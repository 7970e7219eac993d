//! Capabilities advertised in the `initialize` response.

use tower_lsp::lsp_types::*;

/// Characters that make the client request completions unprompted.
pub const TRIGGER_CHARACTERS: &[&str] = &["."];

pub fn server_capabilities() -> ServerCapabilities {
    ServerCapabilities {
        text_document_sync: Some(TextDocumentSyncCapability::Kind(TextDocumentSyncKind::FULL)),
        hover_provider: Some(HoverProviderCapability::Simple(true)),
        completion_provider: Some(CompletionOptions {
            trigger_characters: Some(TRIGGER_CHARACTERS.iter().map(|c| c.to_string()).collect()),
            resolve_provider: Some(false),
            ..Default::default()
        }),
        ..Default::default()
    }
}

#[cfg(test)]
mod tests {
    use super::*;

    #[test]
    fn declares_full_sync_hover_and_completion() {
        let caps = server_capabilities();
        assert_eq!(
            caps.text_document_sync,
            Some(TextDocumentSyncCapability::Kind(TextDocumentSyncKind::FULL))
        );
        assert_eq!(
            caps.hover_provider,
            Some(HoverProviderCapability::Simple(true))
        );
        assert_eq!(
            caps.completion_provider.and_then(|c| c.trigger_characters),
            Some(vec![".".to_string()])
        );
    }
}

---

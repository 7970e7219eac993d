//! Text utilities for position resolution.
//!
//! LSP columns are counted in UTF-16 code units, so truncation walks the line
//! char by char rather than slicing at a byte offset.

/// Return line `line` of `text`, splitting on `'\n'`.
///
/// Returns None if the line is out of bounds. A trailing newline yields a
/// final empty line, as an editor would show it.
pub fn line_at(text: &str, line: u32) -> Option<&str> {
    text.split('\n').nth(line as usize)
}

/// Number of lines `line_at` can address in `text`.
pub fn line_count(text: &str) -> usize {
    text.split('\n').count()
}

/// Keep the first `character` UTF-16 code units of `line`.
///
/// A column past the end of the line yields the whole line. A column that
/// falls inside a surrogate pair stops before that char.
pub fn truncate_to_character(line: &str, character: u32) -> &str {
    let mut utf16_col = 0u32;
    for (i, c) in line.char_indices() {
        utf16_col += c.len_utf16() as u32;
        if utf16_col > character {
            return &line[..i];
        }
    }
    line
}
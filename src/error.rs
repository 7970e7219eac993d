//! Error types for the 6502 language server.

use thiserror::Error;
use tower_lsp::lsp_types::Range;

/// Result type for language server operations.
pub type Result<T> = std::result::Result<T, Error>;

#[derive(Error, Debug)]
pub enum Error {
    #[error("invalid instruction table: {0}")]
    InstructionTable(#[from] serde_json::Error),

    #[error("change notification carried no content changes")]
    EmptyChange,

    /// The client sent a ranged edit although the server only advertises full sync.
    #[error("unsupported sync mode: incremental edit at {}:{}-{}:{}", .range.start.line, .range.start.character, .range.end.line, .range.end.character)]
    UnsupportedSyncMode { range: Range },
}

WORK ITEM: Starting with the line above that holds "6502 language server." and stopping with the line that holds "advertises full sync.", reproduce each line exactly, omitting all other lines.

WRITTEN SOLUTION:
//! Error types for the 6502 language server.

use thiserror::Error;
use tower_lsp::lsp_types::Range;

/// Result type for language server operations.
pub type Result<T> = std::result::Result<T, Error>;

#[derive(Error, Debug)]
pub enum Error {
    #[error("invalid instruction table: {0}")]
    InstructionTable(#[from] serde_json::Error),

    #[error("change notification carried no content changes")]
    EmptyChange,

    /// The client sent a ranged edit although the server only advertises full sync.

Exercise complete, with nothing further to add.